What to do: Each entry must be copied exactly, without omission.

Collected data entries:
--------------------------------------------------
//! Rule selection: which rule ids run, derived from the entitlement token.
//!
//! The token is opaque base64-encoded JSON. Index `i` of its `rules` boolean
//! list corresponds to built-in rule id `i + 1`. Custom rules (offset ids)
//! are user-authored, not licensable, and always active. No token at all is
//! the anonymous path — enabled-by-default rules only — and is distinct from
//! a malformed token, which is a hard error with remediation guidance.

use crate::config::{ConfigStore, TOKEN_GENERATION_URL};
use crate::error::ScanError;
use crate::rules::Rule;
use base64::engine::general_purpose::STANDARD;
use base64::Engine as _;
use serde::Deserialize;
use std::collections::BTreeSet;

#[derive(Debug, Clone, Deserialize)]
pub struct DecodedToken {
    #[serde(default)]
    pub rules: Vec<bool>,
    #[serde(default)]
    pub email: String,
    #[serde(rename = "uniqueId", default)]
    pub unique_id: String,
}

/// Active-rule policy for one run.
#[derive(Debug, Clone, PartialEq, Eq)]
pub enum RuleSelection {
    /// No token: rules flagged enabled-by-default run.
    Anonymous,
    /// Token present: exactly the licensed/selected built-in ids run.
    Entitled(BTreeSet<u32>),
}

impl RuleSelection {
    /// Whether a loaded rule participates in this run. Custom rules always do.
    pub fn is_active(&self, rule: &Rule) -> bool {
        if rule.is_custom() {
            return true;
        }
        match self {
            RuleSelection::Anonymous => rule.enabled_by_default,
            RuleSelection::Entitled(ids) => ids.contains(&rule.unique_id),
        }
    }

    pub fn is_anonymous(&self) -> bool {
        matches!(self, RuleSelection::Anonymous)
    }
}

/// Decode a raw token into its payload.
pub fn parse_token(raw: &str) -> Result<DecodedToken, ScanError> {
    let decode_error = || ScanError::TokenDecode {
        url: TOKEN_GENERATION_URL.to_string(),
    };
    let bytes = STANDARD.decode(raw.trim()).map_err(|_| decode_error())?;
    serde_json::from_slice(&bytes).map_err(|_| decode_error())
}

/// Resolve the run's rule selection from the config store.
///
/// `ignore_token` forces the anonymous path without touching the store.
pub fn resolve_selection(
    store: &ConfigStore,
    ignore_token: bool,
) -> Result<RuleSelection, ScanError> {
    if ignore_token {
        return Ok(RuleSelection::Anonymous);
    }
    let Some(raw) = store.get("token")? else {
        return Ok(RuleSelection::Anonymous);
    };
    let token = parse_token(&raw)?;
    Ok(RuleSelection::Entitled(selected_rule_ids(&token)))
}

fn selected_rule_ids(token: &DecodedToken) -> BTreeSet<u32> {
    token
        .rules
        .iter()
        .enumerate()
        .filter(|(_, selected)| **selected)
        .map(|(i, _)| i as u32 + 1)
        .collect()
}

#[cfg(test)]
mod tests {
    use super::*;

    fn rule(unique_id: u32, enabled_by_default: bool) -> Rule {
        Rule {
            description: String::new(),
            unique_id,
            schema: None,
            failure_message: "failed".to_string(),
            enabled_by_default,
            in_code_implementation: true,
        }
    }

    fn encode(json: &str) -> String {
        STANDARD.encode(json)
    }

    #[test]
    fn test_token_index_maps_to_rule_id() {
        let token = parse_token(&encode(
            r#"{"rules": [true, false, true], "email": "a@b.c", "uniqueId": "u1"}"#,
        ))
        .unwrap();
        let selection = RuleSelection::Entitled(selected_rule_ids(&token));

        assert!(selection.is_active(&rule(1, false)));
        assert!(!selection.is_active(&rule(2, true)));
        assert!(selection.is_active(&rule(3, false)));
        assert!(!selection.is_active(&rule(4, true)));
    }

    #[test]
    fn test_custom_rules_always_active() {
        let entitled = RuleSelection::Entitled(BTreeSet::new());
        assert!(entitled.is_active(&rule(1003, false)));
        assert!(RuleSelection::Anonymous.is_active(&rule(1003, false)));
    }

    #[test]
    fn test_anonymous_uses_default_flag() {
        assert!(RuleSelection::Anonymous.is_active(&rule(10, true)));
        assert!(!RuleSelection::Anonymous.is_active(&rule(11, false)));
    }

    #[test]
    fn test_malformed_base64_is_hard_error() {
        let err = parse_token("not//valid--base64!!").unwrap_err();
        assert!(matches!(err, ScanError::TokenDecode { .. }));
        assert!(err.to_string().contains("config clear token"));
    }

    #[test]
    fn test_valid_base64_invalid_json_is_hard_error() {
        let err = parse_token(&encode("not json")).unwrap_err();
        assert!(matches!(err, ScanError::TokenDecode { .. }));
    }

    #[test]
    fn test_missing_token_is_anonymous_not_error() {
        let tmp = tempfile::tempdir().unwrap();
        let store = ConfigStore::with_home(tmp.path());
        let selection = resolve_selection(&store, false).unwrap();
        assert_eq!(selection, RuleSelection::Anonymous);
    }

    #[test]
    fn test_ignore_token_skips_malformed_token() {
        let tmp = tempfile::tempdir().unwrap();
        let store = ConfigStore::with_home(tmp.path());
        store.set("token", "garbage").unwrap();

        assert!(resolve_selection(&store, false).is_err());
        assert_eq!(
            resolve_selection(&store, true).unwrap(),
            RuleSelection::Anonymous
        );
    }

    #[test]
    fn test_token_from_store_resolves_entitled() {
        let tmp = tempfile::tempdir().unwrap();
        let store = ConfigStore::with_home(tmp.path());
        store
            .set("token", &encode(r#"{"rules": [true], "email": "", "uniqueId": ""}"#))
            .unwrap();
        let selection = resolve_selection(&store, false).unwrap();
        assert!(selection.is_active(&rule(1, false)));
        assert!(!selection.is_active(&rule(2, true)));
    }
}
--------------------------------------------------
Finished exercise:
//! Rule selection: which rule ids run, derived from the entitlement token.
//!
//! The token is opaque base64-encoded JSON. Index `i` of its `rules` boolean
//! list corresponds to built-in rule id `i + 1`. Custom rules (offset ids)
//! are user-authored, not licensable, and always active. No token at all is
//! the anonymous path — enabled-by-default rules only — and is distinct from
//! a malformed token, which is a hard error with remediation guidance.

use crate::config::{ConfigStore, TOKEN_GENERATION_URL};
use crate::error::ScanError;
use crate::rules::Rule;
use base64::engine::general_purpose::STANDARD;
use base64::Engine as _;
use serde::Deserialize;
use std::collections::BTreeSet;

#[derive(Debug, Clone, Deserialize)]
pub struct DecodedToken {
    #[serde(default)]
    pub rules: Vec<bool>,
    #[serde(default)]
    pub email: String,
    #[serde(rename = "uniqueId", default)]
    pub unique_id: String,
}

/// Active-rule policy for one run.
#[derive(Debug, Clone, PartialEq, Eq)]
pub enum RuleSelection {
    /// No token: rules flagged enabled-by-default run.
    Anonymous,
    /// Token present: exactly the licensed/selected built-in ids run.
    Entitled(BTreeSet<u32>),
}

impl RuleSelection {
    /// Whether a loaded rule participates in this run. Custom rules always do.
    pub fn is_active(&self, rule: &Rule) -> bool {
        if rule.is_custom() {
            return true;
        }
        match self {
            RuleSelection::Anonymous => rule.enabled_by_default,
            RuleSelection::Entitled(ids) => ids.contains(&rule.unique_id),
        }
    }

    pub fn is_anonymous(&self) -> bool {
        matches!(self, RuleSelection::Anonymous)
    }
}

/// Decode a raw token into its payload.
pub fn parse_token(raw: &str) -> Result<DecodedToken, ScanError> {
    let decode_error = || ScanError::TokenDecode {
        url: TOKEN_GENERATION_URL.to_string(),
    };
    let bytes = STANDARD.decode(raw.trim()).map_err(|_| decode_error())?;
    serde_json::from_slice(&bytes).map_err(|_| decode_error())
}

/// Resolve the run's rule selection from the config store.
///
/// `ignore_token` forces the anonymous path without touching the store.
pub fn resolve_selection(
    store: &ConfigStore,
    ignore_token: bool,
) -> Result<RuleSelection, ScanError> {
    if ignore_token {
        return Ok(RuleSelection::Anonymous);
    }
    let Some(raw) = store.get("token")? else {
        return Ok(RuleSelection::Anonymous);
    };
    let token = parse_token(&raw)?;
    Ok(RuleSelection::Entitled(selected_rule_ids(&token)))
}

fn selected_rule_ids(token: &DecodedToken) -> BTreeSet<u32> {
    token
        .rules
        .iter()
        .enumerate()
        .filter(|(_, selected)| **selected)
        .map(|(i, _)| i as u32 + 1)
        .collect()
}

#[cfg(test)]
mod tests {
    use super::*;

    fn rule(unique_id: u32, enabled_by_default: bool) -> Rule {
        Rule {
            description: String::new(),
            unique_id,
            schema: None,
            failure_message: "failed".to_string(),
            enabled_by_default,
            in_code_implementation: true,
        }
    }

    fn encode(json: &str) -> String {
        STANDARD.encode(json)
    }

    #[test]
    fn test_token_index_maps_to_rule_id() {
        let token = parse_token(&encode(
            r#"{"rules": [true, false, true], "email": "a@b.c", "uniqueId": "u1"}"#,
        ))
        .unwrap();
        let selection = RuleSelection::Entitled(selected_rule_ids(&token));

        assert!(selection.is_active(&rule(1, false)));
        assert!(!selection.is_active(&rule(2, true)));
        assert!(selection.is_active(&rule(3, false)));
        assert!(!selection.is_active(&rule(4, true)));
    }

    #[test]
    fn test_custom_rules_always_active() {
        let entitled = RuleSelection::Entitled(BTreeSet::new());
        assert!(entitled.is_active(&rule(1003, false)));
        assert!(RuleSelection::Anonymous.is_active(&rule(1003, false)));
    }

    #[test]
    fn test_anonymous_uses_default_flag() {
        assert!(RuleSelection::Anonymous.is_active(&rule(10, true)));
        assert!(!RuleSelection::Anonymous.is_active(&rule(11, false)));
    }

    #[test]
    fn test_malformed_base64_is_hard_error() {
        let err = parse_token("not//valid--base64!!").unwrap_err();
        assert!(matches!(err, ScanError::TokenDecode { .. }));
        assert!(err.to_string().contains("config clear token"));
    }

    #[test]
    fn test_valid_base64_invalid_json_is_hard_error() {
        let err = parse_token(&encode("not json")).unwrap_err();
        assert!(matches!(err, ScanError::TokenDecode { .. }));
    }

    #[test]
    fn test_missing_token_is_anonymous_not_error() {
        let tmp = tempfile::tempdir().unwrap();
        let store = ConfigStore::with_home(tmp.path());
        let selection = resolve_selection(&store, false).unwrap();
        assert_eq!(selection, RuleSelection::Anonymous);
    }

    #[test]
    fn test_ignore_token_skips_malformed_token() {
        let tmp = tempfile::tempdir().unwrap();
        let store = ConfigStore::with_home(tmp.path());
        store.set("token", "garbage").unwrap();

        assert!(resolve_selection(&store, false).is_err());
        assert_eq!(
            resolve_selection(&store, true).unwrap(),
            RuleSelection::Anonymous
        );
    }

    #[test]
    fn test_token_from_store_resolves_entitled() {
        let tmp = tempfile::tempdir().unwrap();
        let store = ConfigStore::with_home(tmp.path());
        store
            .set("token", &encode(r#"{"rules": [true], "email": "", "uniqueId": ""}"#))
            .unwrap();
        let selection = resolve_selection(&store, false).unwrap();
        assert!(selection.is_active(&rule(1, false)));
        assert!(!selection.is_active(&rule(2, true)));
    }
}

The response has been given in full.